Acquista valore, in questa riflessione teorica, ritrovare le anticipazioni significative, interrogarsi e confrontarsi con la qualità e la raffinatezza espresse dalle civiltà che ci hanno preceduto, delineare la “profondità” del presente attraverso ciò che lo ha reso possibile.
D’altronde l’archetipo assume un’importanza evocativa, richiama l’essenza originaria della costruzione, della forma.
In questa direzione di lavoro l’archeologia più che disciplina gnoseologica o letteraria può diventare una fonte inesauribile di insegnamenti per il progetto contemporaneo, aiutandoci a “trovare al di là di ogni nascita, il determinarsi di una “fondazione originaria”, il delinearsi di un orizzonte che non si esaurisce, nè si compie mai.” (5)
Il principio del rivestimento dei corpi architettonici, dove il sistema strutturale, retrocede in secondo piano rispetto alla forma di un involucro indipendente fatto avanzare in “prima linea”, è oggigiorno di nuovo al centro del progetto architettonico.
Il lavoro progettuale dei contemporanei ci appare come un lavoro sempre più di tipo “stratigrafico” in forte analogia concettuale con il quadro dei modi sinora da noi delineato, dove comunque alle strutture continue di tipo murario si sono aggiunte le strutture a telaio in acciaio o in calcestruzzo armato con i loro aggiornati dispositivi di ancoraggio “a secco” fra la discontinuità strutturale del sistema portante e la continuità dello strato involucrante esterno.
Il tema del rivestimento lapideo o marmoreo, quello ancora più recente ed attualissimo della parete ventilata e degli involucri in cotto discostati dal supporto murario sottostante, la riproposizione del processo di “smaterializzazione tettonica” (con forti analogie rispetto a quanto si è illustrato in apertura di questo saggio), gli stessi sistemi di ancoraggio a mezzo di elementi metallici ci appaiono, più che invenzioni peculiari del nostro tempo, reinterpretazioni di temi antichi.
In questo senso si spiega il nostro atteggiamento, in nostro interesse, per i “cominciamenti” che tendono a saldare, a dare una profondità ma anche un argine al dilagante “spaccio di cose nuove”, di “presunte innovazioni”.
Louis Kahn, circa mezzo secolo fa, dopo tre mesi di visite e riflessioni teoriche sul corpo antico di Roma, che tra l’altro segneranno tutta la sua fase architettonica matura nel segno di una “modernizzazione” del paesaggio dei ruderi, ci ha lasciato parole degne di riflessione per tutti noi architetti:
“Ho capito che l’architettura italiana continuerà ad essere la fonte d’ispirazione per il futuro.

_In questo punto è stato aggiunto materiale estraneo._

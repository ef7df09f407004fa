//! Output formatting for CLI commands.

use serde::{Deserialize, Serialize};

use crate::cli::args::{OutputFormat, PikeArgs};
use crate::error::Result;
use crate::storage::StorageKind;

/// Result structure for file inspection.
#[derive(Debug, Serialize, Deserialize)]
pub struct InspectResult {
    pub path: String,
    pub kind: StorageKind,
    pub file_size: usize,
    pub offset: usize,
    pub size: usize,
    pub preview: String,
}

/// Result structure for slice, copy and create.
#[derive(Debug, Serialize, Deserialize)]
pub struct MaterializeResult {
    pub source: Option<String>,
    pub destination: String,
    pub bytes_written: usize,
    pub duration_ms: u64,
}

/// Output a result in the specified format.
pub fn output_result<T: Serialize>(message: &str, result: &T, args: &PikeArgs) -> Result<()> {
    match args.output_format {
        OutputFormat::Human => output_human(message, result, args),
        OutputFormat::Json => output_json(result, args),
    }
}

/// Output in human-readable format.
fn output_human<T: Serialize>(message: &str, result: &T, args: &PikeArgs) -> Result<()> {
    if args.verbosity() > 0 {
        println!("{message}");
        println!();
    }

    let value = serde_json::to_value(result)?;
    match value {
        serde_json::Value::Object(obj) => {
            for (key, val) in obj {
                let formatted_val = format_value(&val);
                println!("{key}: {formatted_val}");
            }
        }
        _ => {
            let formatted_value = format_value(&value);
            println!("{formatted_value}");
        }
    }
    Ok(())
}

/// Output in JSON format.
fn output_json<T: Serialize>(result: &T, args: &PikeArgs) -> Result<()> {
    let json = if args.pretty {
        serde_json::to_string_pretty(result)?
    } else {
        serde_json::to_string(result)?
    };

    println!("{json}");
    Ok(())
}

/// Format a JSON value for human output.
fn format_value(value: &serde_json::Value) -> String {
    match value {
        serde_json::Value::String(s) => s.clone(),
        serde_json::Value::Null => "-".to_string(),
        other => other.to_string(),
    }
}

/// Render bytes as space-separated lowercase hex pairs.
pub fn hex_preview(bytes: &[u8]) -> String {
    bytes
        .iter()
        .map(|b| format!("{b:02x}"))
        .collect::<Vec<_>>()
        .join(" ")
}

Chi la pensa diversamente dovrebbe riflettere ancora. L’esito dei nostri lavori sembra insignificante se comparato a questa città dove sono state sperimentate tutte le possibili combinazioni di forme pure.

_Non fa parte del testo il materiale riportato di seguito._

//! In-memory storage backed by a fixed-size heap buffer.

use std::fmt;
use std::sync::Arc;

use crate::error::{PikeError, Result};
use crate::storage::{Storage, StorageKind, StoragePointer};

/// A heap buffer exposed through the [`Storage`] contract.
///
/// The buffer length is fixed at construction. While the value is owned
/// directly it can be filled in place through [`data_mut`](Self::data_mut),
/// for example by decoding straight into it. [`into_shared`](Self::into_shared)
/// freezes it into a [`StoragePointer`], after which it is read-only.
///
/// # Example
///
/// ```
/// use pike::storage::Storage;
/// use pike::storage::memory::MemoryStorage;
///
/// let mut storage = MemoryStorage::zeroed(4);
/// storage.data_mut().copy_from_slice(&[1, 2, 3, 4]);
///
/// let shared = storage.into_shared();
/// assert_eq!(shared.data(), &[1, 2, 3, 4]);
/// ```
pub struct MemoryStorage {
    buffer: Box<[u8]>,
}

impl MemoryStorage {
    /// Create a buffer of `size` bytes.
    ///
    /// With a source, exactly `size` bytes are copied from it and a source
    /// shorter than `size` is rejected. Without one the buffer is zero-filled.
    pub fn new(size: usize, data: Option<&[u8]>) -> Result<Self> {
        match data {
            Some(source) => {
                let bytes = source
                    .get(..size)
                    .ok_or_else(|| PikeError::invalid_range(0, size, source.len()))?;
                Ok(Self::from_slice(bytes))
            }
            None => Ok(Self::zeroed(size)),
        }
    }

    /// Create a zero-filled buffer.
    pub fn zeroed(size: usize) -> Self {
        MemoryStorage {
            buffer: vec![0u8; size].into_boxed_slice(),
        }
    }

    /// Create a buffer holding a copy of `bytes`.
    pub fn from_slice(bytes: &[u8]) -> Self {
        MemoryStorage {
            buffer: Box::from(bytes),
        }
    }

    /// Mutable access to the buffer for populate-after-construct use.
    pub fn data_mut(&mut self) -> &mut [u8] {
        &mut self.buffer
    }

    /// Freeze into a shared read-only handle.
    pub fn into_shared(self) -> StoragePointer {
        Arc::new(self)
    }
}

impl From<Vec<u8>> for MemoryStorage {
    fn from(bytes: Vec<u8>) -> Self {
        MemoryStorage {
            buffer: bytes.into_boxed_slice(),
        }
    }
}

impl Storage for MemoryStorage {
    fn data(&self) -> &[u8] {
        &self.buffer
    }

    fn size(&self) -> usize {
        self.buffer.len()
    }

    fn kind(&self) -> StorageKind {
        StorageKind::Memory
    }
}

impl fmt::Debug for MemoryStorage {
    fn fmt(&self, f: &mut fmt::Formatter<'_>) -> fmt::Result {
        f.debug_struct("MemoryStorage")
            .field("size", &self.buffer.len())
            .finish()
    }
}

Ciò che si rende necessario è capire come l’architettura italiana si relazioni al nostro sapere costruttivo e ai nostri bisogni.” (6)
Alfonso Acocella
*Il presente post riedita il saggio pubblicato su Materia (n. 31, 2000, pp. 10-21). In occasione della editazione on line dell’articolo (programmato in tre puntate) l’Autore ha inteso reinterpretare ed ampliare – in relazione alle minori limitazioni di spazio offerte dal web – l’apparato delle illustrazioni.
(3) Jean Pierre Adam, L’arte di costruire presso i romani, Milano, Longanesi, 1988 (1° 1984)
(4) Marguerite Jourcenar, Memorie di Adriano, Torino, Einaudi, 1988 (1° 1951)
(5) Carlo Truppi, Continuità e mutamento, Milano, Fanco Angeli, 1994.
(6) Louis Kahn in Vincent Scully, “Una lezione su Louis I. Kahn” (a cura di Isotta Cortesi), Area n. 39, 1988.